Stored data
Start of Block

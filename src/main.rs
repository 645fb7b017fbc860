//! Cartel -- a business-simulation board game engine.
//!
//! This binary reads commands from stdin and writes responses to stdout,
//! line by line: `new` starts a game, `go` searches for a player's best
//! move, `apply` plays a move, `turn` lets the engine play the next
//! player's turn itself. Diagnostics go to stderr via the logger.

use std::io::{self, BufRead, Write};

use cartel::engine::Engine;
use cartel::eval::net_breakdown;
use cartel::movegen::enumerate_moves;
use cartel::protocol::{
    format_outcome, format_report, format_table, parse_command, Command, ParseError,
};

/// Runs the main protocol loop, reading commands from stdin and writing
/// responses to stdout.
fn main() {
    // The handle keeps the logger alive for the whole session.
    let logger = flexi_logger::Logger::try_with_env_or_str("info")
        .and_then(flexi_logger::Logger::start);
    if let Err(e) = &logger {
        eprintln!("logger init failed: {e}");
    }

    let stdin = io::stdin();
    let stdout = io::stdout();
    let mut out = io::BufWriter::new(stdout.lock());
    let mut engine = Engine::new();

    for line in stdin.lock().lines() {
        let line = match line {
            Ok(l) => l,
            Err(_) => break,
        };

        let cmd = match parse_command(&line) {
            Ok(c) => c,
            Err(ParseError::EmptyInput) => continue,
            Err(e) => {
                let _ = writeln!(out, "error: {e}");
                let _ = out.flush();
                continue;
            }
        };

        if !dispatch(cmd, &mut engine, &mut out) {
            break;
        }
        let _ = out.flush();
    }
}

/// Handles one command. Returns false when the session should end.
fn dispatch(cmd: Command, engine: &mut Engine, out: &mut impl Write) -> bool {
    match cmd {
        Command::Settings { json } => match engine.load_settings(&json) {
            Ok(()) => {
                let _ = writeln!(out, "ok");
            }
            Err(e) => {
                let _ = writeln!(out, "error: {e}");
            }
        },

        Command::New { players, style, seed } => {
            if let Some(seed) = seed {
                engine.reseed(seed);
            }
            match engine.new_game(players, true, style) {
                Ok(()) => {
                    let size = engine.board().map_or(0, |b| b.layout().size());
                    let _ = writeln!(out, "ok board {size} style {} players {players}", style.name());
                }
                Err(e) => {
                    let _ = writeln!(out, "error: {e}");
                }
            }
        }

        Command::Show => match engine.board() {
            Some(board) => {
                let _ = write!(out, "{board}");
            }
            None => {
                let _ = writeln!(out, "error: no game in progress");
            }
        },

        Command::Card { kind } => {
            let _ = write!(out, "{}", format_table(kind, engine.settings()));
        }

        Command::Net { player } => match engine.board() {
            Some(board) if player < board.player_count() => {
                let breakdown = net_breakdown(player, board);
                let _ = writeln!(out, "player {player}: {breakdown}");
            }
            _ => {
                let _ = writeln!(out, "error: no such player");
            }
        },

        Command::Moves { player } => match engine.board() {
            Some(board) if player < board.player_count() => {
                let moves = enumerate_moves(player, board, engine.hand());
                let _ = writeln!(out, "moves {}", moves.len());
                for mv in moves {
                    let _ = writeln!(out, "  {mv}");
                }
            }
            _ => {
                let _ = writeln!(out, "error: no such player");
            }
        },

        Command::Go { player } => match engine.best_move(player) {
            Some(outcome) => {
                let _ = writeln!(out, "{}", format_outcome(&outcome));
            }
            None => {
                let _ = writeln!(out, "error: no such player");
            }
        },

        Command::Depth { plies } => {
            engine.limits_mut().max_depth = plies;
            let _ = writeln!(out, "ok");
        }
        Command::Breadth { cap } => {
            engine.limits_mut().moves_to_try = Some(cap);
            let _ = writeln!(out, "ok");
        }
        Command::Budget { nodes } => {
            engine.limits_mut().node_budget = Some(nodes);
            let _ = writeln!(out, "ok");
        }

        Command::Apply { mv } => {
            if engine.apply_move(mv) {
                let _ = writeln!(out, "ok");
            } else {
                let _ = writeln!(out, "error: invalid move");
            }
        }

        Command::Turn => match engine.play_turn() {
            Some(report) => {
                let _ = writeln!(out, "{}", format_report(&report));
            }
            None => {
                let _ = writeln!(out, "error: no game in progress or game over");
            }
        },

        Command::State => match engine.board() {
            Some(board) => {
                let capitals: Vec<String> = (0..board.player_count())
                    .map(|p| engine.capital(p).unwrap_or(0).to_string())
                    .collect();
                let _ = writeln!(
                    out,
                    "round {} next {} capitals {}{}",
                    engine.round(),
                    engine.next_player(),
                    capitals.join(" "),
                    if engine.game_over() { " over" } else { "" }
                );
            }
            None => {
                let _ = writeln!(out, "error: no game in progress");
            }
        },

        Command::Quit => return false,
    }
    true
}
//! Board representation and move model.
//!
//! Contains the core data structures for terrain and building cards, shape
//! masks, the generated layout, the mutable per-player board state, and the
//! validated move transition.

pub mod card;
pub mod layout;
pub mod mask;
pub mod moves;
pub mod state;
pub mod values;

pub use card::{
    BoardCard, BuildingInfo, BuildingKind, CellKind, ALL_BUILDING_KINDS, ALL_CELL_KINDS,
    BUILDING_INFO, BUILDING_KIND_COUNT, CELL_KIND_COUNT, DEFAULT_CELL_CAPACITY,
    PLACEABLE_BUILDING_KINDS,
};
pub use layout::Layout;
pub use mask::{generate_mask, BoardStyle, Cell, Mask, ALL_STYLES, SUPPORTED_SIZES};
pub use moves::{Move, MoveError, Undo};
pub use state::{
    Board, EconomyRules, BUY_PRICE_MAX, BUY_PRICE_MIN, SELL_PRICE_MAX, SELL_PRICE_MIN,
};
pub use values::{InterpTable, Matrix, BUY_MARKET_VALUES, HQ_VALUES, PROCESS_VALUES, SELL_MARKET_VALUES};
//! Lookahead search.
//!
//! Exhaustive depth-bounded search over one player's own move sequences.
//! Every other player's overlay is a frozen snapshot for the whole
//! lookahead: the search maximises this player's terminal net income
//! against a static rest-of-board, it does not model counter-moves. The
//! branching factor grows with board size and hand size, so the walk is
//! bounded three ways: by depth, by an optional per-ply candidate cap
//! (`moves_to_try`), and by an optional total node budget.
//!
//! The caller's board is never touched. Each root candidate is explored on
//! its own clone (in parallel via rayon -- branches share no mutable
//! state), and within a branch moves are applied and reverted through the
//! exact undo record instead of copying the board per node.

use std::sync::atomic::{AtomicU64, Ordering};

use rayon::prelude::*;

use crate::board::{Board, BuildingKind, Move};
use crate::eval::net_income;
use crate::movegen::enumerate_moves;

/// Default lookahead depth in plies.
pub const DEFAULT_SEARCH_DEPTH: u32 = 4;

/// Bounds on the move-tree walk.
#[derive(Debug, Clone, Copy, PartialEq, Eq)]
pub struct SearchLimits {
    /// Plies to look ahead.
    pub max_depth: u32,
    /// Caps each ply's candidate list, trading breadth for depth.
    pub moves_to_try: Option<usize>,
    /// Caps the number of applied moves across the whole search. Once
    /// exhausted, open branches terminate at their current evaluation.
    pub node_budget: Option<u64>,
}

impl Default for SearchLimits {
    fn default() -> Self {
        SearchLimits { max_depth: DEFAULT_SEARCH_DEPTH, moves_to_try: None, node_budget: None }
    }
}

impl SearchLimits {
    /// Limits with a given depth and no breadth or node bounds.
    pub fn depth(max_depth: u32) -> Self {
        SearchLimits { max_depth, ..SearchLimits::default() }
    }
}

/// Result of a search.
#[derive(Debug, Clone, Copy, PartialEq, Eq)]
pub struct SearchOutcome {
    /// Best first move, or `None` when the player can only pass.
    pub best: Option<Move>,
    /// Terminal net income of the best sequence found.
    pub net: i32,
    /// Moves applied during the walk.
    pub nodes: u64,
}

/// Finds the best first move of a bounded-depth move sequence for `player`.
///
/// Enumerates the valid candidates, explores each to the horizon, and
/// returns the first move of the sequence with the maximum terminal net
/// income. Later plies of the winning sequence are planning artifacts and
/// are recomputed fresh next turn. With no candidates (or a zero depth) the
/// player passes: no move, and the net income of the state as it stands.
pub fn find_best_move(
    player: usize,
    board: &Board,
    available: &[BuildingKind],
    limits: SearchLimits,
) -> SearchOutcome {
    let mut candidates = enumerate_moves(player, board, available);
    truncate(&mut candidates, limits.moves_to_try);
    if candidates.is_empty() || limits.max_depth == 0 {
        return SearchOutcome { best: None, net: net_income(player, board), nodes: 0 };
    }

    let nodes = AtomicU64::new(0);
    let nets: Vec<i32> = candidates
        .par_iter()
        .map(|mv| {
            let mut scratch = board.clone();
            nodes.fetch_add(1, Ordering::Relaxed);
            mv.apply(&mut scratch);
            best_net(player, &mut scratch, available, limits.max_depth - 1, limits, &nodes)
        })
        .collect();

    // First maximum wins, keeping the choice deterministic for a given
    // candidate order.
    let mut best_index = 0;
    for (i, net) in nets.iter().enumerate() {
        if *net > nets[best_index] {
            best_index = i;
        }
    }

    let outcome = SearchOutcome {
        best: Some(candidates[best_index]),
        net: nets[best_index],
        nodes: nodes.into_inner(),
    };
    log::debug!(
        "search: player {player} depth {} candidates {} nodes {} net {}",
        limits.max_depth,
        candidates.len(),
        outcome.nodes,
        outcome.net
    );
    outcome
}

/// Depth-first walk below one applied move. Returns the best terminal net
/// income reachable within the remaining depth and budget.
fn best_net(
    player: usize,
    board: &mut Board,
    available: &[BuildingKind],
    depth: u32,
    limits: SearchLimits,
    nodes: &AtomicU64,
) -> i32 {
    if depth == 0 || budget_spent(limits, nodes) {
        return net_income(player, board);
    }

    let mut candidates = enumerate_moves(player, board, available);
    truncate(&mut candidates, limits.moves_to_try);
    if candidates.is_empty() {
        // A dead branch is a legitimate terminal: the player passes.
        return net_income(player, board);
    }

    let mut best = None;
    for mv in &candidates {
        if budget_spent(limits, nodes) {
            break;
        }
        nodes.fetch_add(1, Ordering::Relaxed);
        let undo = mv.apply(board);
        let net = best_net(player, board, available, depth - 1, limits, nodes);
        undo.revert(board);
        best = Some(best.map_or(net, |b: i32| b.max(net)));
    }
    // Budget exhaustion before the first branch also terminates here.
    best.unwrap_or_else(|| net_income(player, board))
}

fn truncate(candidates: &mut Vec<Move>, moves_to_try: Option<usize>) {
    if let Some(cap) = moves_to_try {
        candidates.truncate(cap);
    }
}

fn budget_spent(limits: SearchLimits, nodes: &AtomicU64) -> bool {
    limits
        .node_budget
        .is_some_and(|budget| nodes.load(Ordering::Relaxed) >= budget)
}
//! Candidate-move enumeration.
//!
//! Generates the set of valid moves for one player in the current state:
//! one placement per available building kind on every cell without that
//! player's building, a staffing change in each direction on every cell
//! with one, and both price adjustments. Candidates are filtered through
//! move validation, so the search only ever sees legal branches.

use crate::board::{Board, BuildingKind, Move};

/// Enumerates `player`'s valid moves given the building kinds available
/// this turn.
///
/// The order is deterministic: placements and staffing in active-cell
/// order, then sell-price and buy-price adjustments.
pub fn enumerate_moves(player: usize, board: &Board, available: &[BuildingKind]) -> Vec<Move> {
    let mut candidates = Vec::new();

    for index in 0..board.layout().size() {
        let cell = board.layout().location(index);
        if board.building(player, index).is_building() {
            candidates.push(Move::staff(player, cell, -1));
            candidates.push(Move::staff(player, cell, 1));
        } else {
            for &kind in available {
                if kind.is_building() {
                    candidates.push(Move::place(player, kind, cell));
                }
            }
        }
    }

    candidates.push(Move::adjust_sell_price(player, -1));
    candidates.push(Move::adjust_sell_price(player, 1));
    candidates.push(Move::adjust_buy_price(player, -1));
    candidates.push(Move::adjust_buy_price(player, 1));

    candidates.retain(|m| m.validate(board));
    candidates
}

End of Block

_Instructions for the task_: Each line of the entries that contains "movegen" counts once; state the total as a bare number.

_Answer space_: 2